§ **Provided records**:

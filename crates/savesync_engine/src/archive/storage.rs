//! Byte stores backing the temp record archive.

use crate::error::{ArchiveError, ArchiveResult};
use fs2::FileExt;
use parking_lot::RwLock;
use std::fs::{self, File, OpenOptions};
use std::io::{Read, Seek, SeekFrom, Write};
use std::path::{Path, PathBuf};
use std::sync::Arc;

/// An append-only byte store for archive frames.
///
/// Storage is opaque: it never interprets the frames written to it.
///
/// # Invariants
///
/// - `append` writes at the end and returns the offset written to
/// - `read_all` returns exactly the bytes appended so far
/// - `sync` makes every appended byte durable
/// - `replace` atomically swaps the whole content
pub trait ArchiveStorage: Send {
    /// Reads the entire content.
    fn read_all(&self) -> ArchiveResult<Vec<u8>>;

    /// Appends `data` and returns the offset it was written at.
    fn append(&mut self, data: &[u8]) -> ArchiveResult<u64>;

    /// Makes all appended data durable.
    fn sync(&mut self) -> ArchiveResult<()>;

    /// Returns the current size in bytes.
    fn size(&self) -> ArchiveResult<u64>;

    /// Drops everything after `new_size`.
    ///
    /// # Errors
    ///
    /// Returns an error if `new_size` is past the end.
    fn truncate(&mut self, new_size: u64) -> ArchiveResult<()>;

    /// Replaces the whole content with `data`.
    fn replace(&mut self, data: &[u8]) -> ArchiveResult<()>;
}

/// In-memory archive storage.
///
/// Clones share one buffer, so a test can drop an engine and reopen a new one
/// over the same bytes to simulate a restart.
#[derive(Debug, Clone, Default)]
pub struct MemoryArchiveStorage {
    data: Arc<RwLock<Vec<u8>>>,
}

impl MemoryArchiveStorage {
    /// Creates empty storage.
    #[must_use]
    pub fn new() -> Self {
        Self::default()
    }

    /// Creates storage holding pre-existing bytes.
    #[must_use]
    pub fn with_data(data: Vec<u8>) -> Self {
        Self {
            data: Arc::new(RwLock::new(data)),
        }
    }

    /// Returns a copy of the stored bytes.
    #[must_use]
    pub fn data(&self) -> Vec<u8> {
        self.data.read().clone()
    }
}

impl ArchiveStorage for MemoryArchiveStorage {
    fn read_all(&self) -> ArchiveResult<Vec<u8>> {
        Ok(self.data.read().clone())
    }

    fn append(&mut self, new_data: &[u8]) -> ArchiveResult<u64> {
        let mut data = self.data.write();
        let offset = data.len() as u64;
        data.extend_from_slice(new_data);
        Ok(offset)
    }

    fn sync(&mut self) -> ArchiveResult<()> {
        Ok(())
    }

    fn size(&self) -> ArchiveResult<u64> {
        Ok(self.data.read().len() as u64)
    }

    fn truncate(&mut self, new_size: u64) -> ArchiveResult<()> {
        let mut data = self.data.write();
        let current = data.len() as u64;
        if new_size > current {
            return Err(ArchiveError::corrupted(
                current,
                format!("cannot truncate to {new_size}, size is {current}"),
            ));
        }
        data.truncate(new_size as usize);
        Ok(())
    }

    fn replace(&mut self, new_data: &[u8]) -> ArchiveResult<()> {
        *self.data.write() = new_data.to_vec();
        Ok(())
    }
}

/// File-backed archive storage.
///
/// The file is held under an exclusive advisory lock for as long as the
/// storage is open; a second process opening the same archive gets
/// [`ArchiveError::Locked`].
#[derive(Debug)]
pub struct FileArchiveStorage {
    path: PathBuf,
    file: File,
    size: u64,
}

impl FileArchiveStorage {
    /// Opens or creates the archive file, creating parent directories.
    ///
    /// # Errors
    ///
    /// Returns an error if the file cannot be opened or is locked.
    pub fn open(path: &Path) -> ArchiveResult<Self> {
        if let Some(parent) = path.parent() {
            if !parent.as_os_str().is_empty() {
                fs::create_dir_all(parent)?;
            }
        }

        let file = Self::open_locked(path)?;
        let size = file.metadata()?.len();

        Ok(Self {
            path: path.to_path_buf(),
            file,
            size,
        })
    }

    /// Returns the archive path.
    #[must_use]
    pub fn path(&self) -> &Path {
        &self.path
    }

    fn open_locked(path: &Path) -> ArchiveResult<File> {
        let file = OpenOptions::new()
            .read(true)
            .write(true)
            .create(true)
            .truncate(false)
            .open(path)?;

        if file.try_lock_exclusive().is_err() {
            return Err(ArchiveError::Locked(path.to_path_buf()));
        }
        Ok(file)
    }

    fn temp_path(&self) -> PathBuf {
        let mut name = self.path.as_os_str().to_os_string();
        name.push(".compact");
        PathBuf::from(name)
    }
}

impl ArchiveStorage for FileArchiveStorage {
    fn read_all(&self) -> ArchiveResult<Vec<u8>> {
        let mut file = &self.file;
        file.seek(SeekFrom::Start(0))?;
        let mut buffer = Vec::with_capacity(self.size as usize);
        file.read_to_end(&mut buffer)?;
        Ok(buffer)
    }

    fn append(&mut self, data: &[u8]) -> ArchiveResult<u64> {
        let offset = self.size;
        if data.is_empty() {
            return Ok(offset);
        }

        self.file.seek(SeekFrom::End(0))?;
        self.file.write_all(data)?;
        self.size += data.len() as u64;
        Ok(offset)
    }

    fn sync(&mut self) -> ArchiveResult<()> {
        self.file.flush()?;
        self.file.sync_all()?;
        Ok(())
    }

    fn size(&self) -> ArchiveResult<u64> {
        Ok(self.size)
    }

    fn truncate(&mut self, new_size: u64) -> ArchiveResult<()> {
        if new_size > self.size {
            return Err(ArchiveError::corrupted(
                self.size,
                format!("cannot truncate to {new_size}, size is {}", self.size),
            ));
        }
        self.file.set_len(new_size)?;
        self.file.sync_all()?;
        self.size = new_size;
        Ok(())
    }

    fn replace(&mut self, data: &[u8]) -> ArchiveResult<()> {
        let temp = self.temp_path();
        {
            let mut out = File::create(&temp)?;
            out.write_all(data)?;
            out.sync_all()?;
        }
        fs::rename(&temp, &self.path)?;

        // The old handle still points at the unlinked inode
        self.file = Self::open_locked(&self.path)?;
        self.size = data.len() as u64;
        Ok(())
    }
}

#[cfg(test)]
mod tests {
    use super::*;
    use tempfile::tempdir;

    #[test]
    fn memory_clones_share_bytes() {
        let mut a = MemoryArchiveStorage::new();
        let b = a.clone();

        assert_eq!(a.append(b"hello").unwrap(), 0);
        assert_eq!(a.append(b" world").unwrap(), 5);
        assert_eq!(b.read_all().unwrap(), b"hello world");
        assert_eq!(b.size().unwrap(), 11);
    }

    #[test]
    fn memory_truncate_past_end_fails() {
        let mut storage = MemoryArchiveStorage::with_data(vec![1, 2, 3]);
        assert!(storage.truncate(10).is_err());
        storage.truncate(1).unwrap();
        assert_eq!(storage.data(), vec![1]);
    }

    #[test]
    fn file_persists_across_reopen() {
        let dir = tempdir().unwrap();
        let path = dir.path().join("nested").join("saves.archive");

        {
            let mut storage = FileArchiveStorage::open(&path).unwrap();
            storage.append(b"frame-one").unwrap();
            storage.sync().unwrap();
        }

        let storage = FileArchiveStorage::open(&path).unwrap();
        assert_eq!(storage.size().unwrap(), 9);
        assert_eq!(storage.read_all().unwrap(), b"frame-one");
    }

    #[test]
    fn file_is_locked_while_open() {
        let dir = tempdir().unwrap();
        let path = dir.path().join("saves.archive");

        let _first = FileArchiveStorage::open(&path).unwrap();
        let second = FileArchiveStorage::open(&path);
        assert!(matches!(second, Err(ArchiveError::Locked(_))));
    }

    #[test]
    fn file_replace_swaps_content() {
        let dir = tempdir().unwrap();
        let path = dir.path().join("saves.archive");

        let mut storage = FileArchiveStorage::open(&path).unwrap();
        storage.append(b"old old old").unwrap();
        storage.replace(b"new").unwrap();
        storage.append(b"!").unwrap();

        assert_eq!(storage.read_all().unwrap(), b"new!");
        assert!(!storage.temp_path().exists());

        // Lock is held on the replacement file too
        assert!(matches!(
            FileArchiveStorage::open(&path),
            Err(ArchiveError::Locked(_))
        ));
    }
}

§ **Exercise objective**: Your reply should consist solely of the number of lines above that contain the word "derive".

§ **Finished exercise**: 2